Most business and IT leaders intuitively understand that legacy IT applications and infrastructure make their organization less agile. That’s become a significant issue because most of them are also keenly aware of the need to embrace digital business transformation initiatives to make sure their organizations will able to continue to survive and thrive well into the next decade.
The need to modernize IT environments to enable that transformation obviously creates a massive opportunity for IT services providers. What is less clear is the degree to which organizations will rely on third-party IT services providers to accomplish that goal.
The need to modernize IT environments to enable digital business transformation creates a massive opportunity for IT service providers.
A survey of 200 IT leaders conducted by International Data Corp. (IDC) on behalf of Datalink, the solution provider arm of Insight Enterprises, finds that only 24 percent of respondents have launched an enterprise-wide IT transformation initiative, while 32 percent saying they have launched some projects in a more piecemeal fashion. Another 29 percent said they are actively discussing what approach to take.
In terms of reliance on third-party IT services providers to make that transition, the survey shows that, on average, respondents expect 38 percent of tasks associated with those initiatives will be handled by a third-party. Interestingly, that number rises to 44 percent among respondents who say they have a cloud-first strategy in place as it relates to new IT projects. A total of 45 percent of respondents said they have adopted a cloud-first IT strategy, while another 30 percent say they simply make deploying workloads in the cloud a higher priority.
The survey also reveals that those organizations have adopted a hybrid cloud computing strategy are much further along. A full 63 percent of respondents that are engaged in IT transformation across the enterprise have reported the most progress using a hybrid cloud approach. The top two challenges cited by all respondents when moving to the cloud was first determining what workloads to move, followed closely by acquiring and mastering the tools needed to monitor those environments.
Obstacles to overcome
Not surprisingly, budget and data security/privacy concerns are ranked as the top two barriers that need to be defeated when launching IT transformation projects. What’s more surprising is that most organizations appear to be focusing on training issues long before they ever buy anything. The survey also finds that organizations are beginning to transform IT by first reorganizing to support IT strategy (64 percent), defining new required skills (57 percent), defining roles and responsibilities (52 percent), hiring skilled workers (50 percent) and aligning skill sets with priorities (49 percent).
Despite all those preparations, 51 percent of respondents report that the challenges they’ve experienced have prompted them to stall or abandon some IT transformation initiatives. A total of 62 percent of organizations admit they have failed to lay a strong foundation for IT transformation by both documenting and communicating their plans.

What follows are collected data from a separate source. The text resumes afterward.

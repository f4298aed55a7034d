//! Formatted run summary printed after a crawl completes

use crate::crawler::CrawlReport;
use crate::url::Category;

/// Prints the run report to stdout
pub fn print_report(report: &CrawlReport) {
    println!("=== Crawl Report ===\n");

    println!("Documents extracted: {}", report.documents.len());
    println!("URLs visited: {}", report.total_visited);
    println!();

    println!("URLs by category:");
    for category in Category::ALL {
        let count = report.category_counts.get(&category).copied().unwrap_or(0);
        println!("  {}: {}", category.label(), count);
    }
    println!();

    println!(
        "Total execution time: {:.2} seconds",
        report.elapsed.as_secs_f64()
    );
}
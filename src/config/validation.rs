use crate::config::types::{Config, CrawlerConfig, HttpConfig, OutputConfig};
use crate::ConfigError;

/// Validates the entire configuration
pub fn validate(config: &Config) -> Result<(), ConfigError> {
    validate_crawler_config(&config.crawler)?;
    validate_http_config(&config.http)?;
    validate_output_config(&config.output)?;
    Ok(())
}

/// Validates crawler configuration
fn validate_crawler_config(config: &CrawlerConfig) -> Result<(), ConfigError> {
    if config.max_retries < 1 {
        return Err(ConfigError::Validation(format!(
            "max_retries must be >= 1, got {}",
            config.max_retries
        )));
    }

    if config.worker_pool_size < 1 || config.worker_pool_size > 100 {
        return Err(ConfigError::Validation(format!(
            "worker_pool_size must be between 1 and 100, got {}",
            config.worker_pool_size
        )));
    }

    if config.document_bound < 1 {
        return Err(ConfigError::Validation(format!(
            "document_bound must be >= 1, got {}",
            config.document_bound
        )));
    }

    validate_delay_range("retry_backoff_ms", config.retry_backoff_ms)?;
    validate_delay_range("inter_request_delay_ms", config.inter_request_delay_ms)?;

    for ext in &config.media_extensions {
        if !ext.starts_with('.') || ext.len() < 2 {
            return Err(ConfigError::Validation(format!(
                "media extension '{}' must start with '.' and name a suffix",
                ext
            )));
        }
    }

    Ok(())
}

/// Validates that a [low, high] millisecond range is ordered
fn validate_delay_range(name: &str, range: [u64; 2]) -> Result<(), ConfigError> {
    if range[0] > range[1] {
        return Err(ConfigError::Validation(format!(
            "{} range is inverted: [{}, {}]",
            name, range[0], range[1]
        )));
    }
    Ok(())
}

/// Validates HTTP transport configuration
fn validate_http_config(config: &HttpConfig) -> Result<(), ConfigError> {
    if config.user_agent.is_empty() {
        return Err(ConfigError::Validation(
            "user_agent cannot be empty".to_string(),
        ));
    }

    if config.request_timeout_secs < 1 {
        return Err(ConfigError::Validation(format!(
            "request_timeout_secs must be >= 1, got {}",
            config.request_timeout_secs
        )));
    }

    if config.pool_max_idle_per_host < 1 {
        return Err(ConfigError::Validation(format!(
            "pool_max_idle_per_host must be >= 1, got {}",
            config.pool_max_idle_per_host
        )));
    }

    Ok(())
}

/// Validates output configuration
fn validate_output_config(config: &OutputConfig) -> Result<(), ConfigError> {
    if config.documents_path.is_empty() {
        return Err(ConfigError::Validation(
            "documents_path cannot be empty".to_string(),
        ));
    }

    Ok(())
}
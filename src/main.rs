//! Site-Harvester command-line entry point

use anyhow::Context;
use clap::Parser;
use site_harvester::config::{load_config, Config};
use site_harvester::crawler::crawl;
use site_harvester::output::{print_report, write_documents};
use site_harvester::url::site_domain_of;
use std::path::PathBuf;
use tracing_subscriber::EnvFilter;
use url::Url;

/// Site-Harvester: bounded single-site content crawler
///
/// Crawls one site from a seed URL, classifies every link it discovers,
/// extracts heading-scoped text from internal pages, and writes the
/// collected documents as JSON once the document bound is reached.
#[derive(Parser, Debug)]
#[command(name = "site-harvester")]
#[command(version)]
#[command(about = "Crawl one site and extract heading-scoped text documents", long_about = None)]
struct Cli {
    /// Seed URL to start crawling from (absolute, http or https)
    #[arg(value_name = "SEED_URL")]
    seed: String,

    /// Path to TOML configuration file (defaults apply without one)
    #[arg(short, long, value_name = "CONFIG")]
    config: Option<PathBuf>,

    /// Override the configured documents output path
    #[arg(short, long, value_name = "PATH")]
    output: Option<PathBuf>,

    /// Increase logging verbosity (-v, -vv, -vvv)
    #[arg(short, long, action = clap::ArgAction::Count)]
    verbose: u8,

    /// Suppress non-error output
    #[arg(short, long, conflicts_with = "verbose")]
    quiet: bool,

    /// Validate config and seed and show the crawl plan without fetching
    #[arg(long)]
    dry_run: bool,
}

#[tokio::main]
async fn main() -> anyhow::Result<()> {
    let cli = Cli::parse();

    // Setup logging based on verbosity
    setup_logging(cli.verbose, cli.quiet);

    // Load and validate configuration
    let mut config = match &cli.config {
        Some(path) => {
            tracing::info!("Loading configuration from: {}", path.display());
            load_config(path)
                .with_context(|| format!("failed to load config from {}", path.display()))?
        }
        None => Config::default(),
    };

    if let Some(output) = &cli.output {
        config.output.documents_path = output.display().to_string();
    }

    if cli.dry_run {
        handle_dry_run(&cli.seed, &config)
    } else {
        handle_crawl(&cli.seed, config).await
    }
}

/// Sets up the logging/tracing subscriber based on verbosity level
fn setup_logging(verbose: u8, quiet: bool) {
    let filter = if quiet {
        EnvFilter::new("error")
    } else {
        match verbose {
            0 => EnvFilter::new("site_harvester=info,warn"),
            1 => EnvFilter::new("site_harvester=debug,info"),
            2 => EnvFilter::new("site_harvester=trace,debug"),
            _ => EnvFilter::new("trace"),
        }
    };

    tracing_subscriber::fmt()
        .with_env_filter(filter)
        .with_target(false)
        .with_thread_ids(false)
        .with_file(false)
        .init();
}

/// Handles --dry-run: validates the seed and prints the crawl plan
fn handle_dry_run(seed: &str, config: &Config) -> anyhow::Result<()> {
    let url = Url::parse(seed).with_context(|| format!("invalid seed URL '{}'", seed))?;
    let domain = site_domain_of(&url)
        .with_context(|| format!("seed URL '{}' has no host", seed))?;

    println!("=== Site-Harvester Dry Run ===\n");

    println!("Seed URL: {}", url);
    println!("Site domain: {}", domain);

    println!("\nCrawler:");
    println!("  Max retries: {}", config.crawler.max_retries);
    println!("  Worker pool size: {}", config.crawler.worker_pool_size);
    println!("  Document bound: {}", config.crawler.document_bound);
    println!(
        "  Retry backoff: {}-{}ms",
        config.crawler.retry_backoff_ms[0], config.crawler.retry_backoff_ms[1]
    );
    println!(
        "  Inter-request delay: {}-{}ms",
        config.crawler.inter_request_delay_ms[0], config.crawler.inter_request_delay_ms[1]
    );
    println!(
        "  Media extensions: {}",
        config.crawler.media_extensions.join(", ")
    );

    println!("\nHTTP:");
    println!("  User agent: {}", config.http.user_agent);
    println!("  Request timeout: {}s", config.http.request_timeout_secs);
    println!(
        "  Pool max idle per host: {}",
        config.http.pool_max_idle_per_host
    );

    println!("\nOutput:");
    println!("  Documents: {}", config.output.documents_path);

    println!("\n✓ Configuration is valid");
    println!("✓ Would crawl {} until {} documents are extracted", domain, config.crawler.document_bound);

    Ok(())
}

/// Handles the main crawl operation
async fn handle_crawl(seed: &str, config: Config) -> anyhow::Result<()> {
    let documents_path = PathBuf::from(&config.output.documents_path);

    let report = crawl(seed, config).await?;

    write_documents(&documents_path, &report.documents)
        .with_context(|| format!("failed to write output to {}", documents_path.display()))?;

    print_report(&report);

    Ok(())
}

One of the two things that the survey makes clear is that IT organizations clearly need a lot of help making these transitions. Second, most of them are making that transition long before they ever purchase any equipment. IT services providers would be well-advised to launch IT modernization consulting practices to insert themselves into those initiatives as early as possible. By the time a purchase order is issued chances are high the IT services provider will find they are already late to the proverbial party. That’s problematic because the amount of influence an IT services provider might exert over those projects will be sharply reduced since the overall strategy will have been crafted without their input.
The good news is that it’s clear IT modernization is starting to achieve critical mass. The issue that IT services providers need to address now is figuring out how to make themselves more relevant within the context of those initiatives.